WHAT THE EXERCISE ASKS: Scan the material below for every line with the string "ranking", and copy those lines.

◆ ◆ ◆ ◆ ◆ ◆ ◆

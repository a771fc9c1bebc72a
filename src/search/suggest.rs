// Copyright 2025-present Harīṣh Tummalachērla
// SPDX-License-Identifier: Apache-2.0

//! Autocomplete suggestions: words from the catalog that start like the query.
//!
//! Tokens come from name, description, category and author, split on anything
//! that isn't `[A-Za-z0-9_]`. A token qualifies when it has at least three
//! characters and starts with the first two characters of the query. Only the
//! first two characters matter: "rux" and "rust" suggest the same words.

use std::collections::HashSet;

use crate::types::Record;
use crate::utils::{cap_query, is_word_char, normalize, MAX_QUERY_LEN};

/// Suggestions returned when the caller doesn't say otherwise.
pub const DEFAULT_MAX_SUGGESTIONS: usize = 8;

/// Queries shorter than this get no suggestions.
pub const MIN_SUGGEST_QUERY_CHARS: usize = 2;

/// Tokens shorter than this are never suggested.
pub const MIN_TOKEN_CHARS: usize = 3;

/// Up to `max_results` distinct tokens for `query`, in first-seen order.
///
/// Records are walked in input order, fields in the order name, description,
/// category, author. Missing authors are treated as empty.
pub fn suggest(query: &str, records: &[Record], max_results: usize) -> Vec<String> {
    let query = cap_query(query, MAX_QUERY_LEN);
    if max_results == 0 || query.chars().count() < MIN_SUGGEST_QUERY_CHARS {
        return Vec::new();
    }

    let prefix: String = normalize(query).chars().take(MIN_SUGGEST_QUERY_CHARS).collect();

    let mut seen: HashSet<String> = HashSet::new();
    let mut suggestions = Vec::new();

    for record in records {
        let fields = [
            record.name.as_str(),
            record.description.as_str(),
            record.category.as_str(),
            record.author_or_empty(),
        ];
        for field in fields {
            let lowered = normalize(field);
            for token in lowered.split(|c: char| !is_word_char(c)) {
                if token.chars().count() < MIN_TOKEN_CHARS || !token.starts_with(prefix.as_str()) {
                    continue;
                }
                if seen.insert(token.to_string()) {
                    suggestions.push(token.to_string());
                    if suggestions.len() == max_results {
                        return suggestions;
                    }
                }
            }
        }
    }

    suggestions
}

◆ ◆ ◆ ◆ ◆ ◆ ◆

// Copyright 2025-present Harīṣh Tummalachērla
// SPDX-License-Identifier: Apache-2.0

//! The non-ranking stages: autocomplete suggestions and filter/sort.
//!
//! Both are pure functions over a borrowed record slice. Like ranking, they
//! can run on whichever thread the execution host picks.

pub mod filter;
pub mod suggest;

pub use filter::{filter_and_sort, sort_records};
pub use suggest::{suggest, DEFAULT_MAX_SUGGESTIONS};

◆ ◆ ◆ ◆ ◆ ◆ ◆

RESPONSE TO THE TASK:
//! The non-ranking stages: autocomplete suggestions and filter/sort.
//! Both are pure functions over a borrowed record slice. Like ranking, they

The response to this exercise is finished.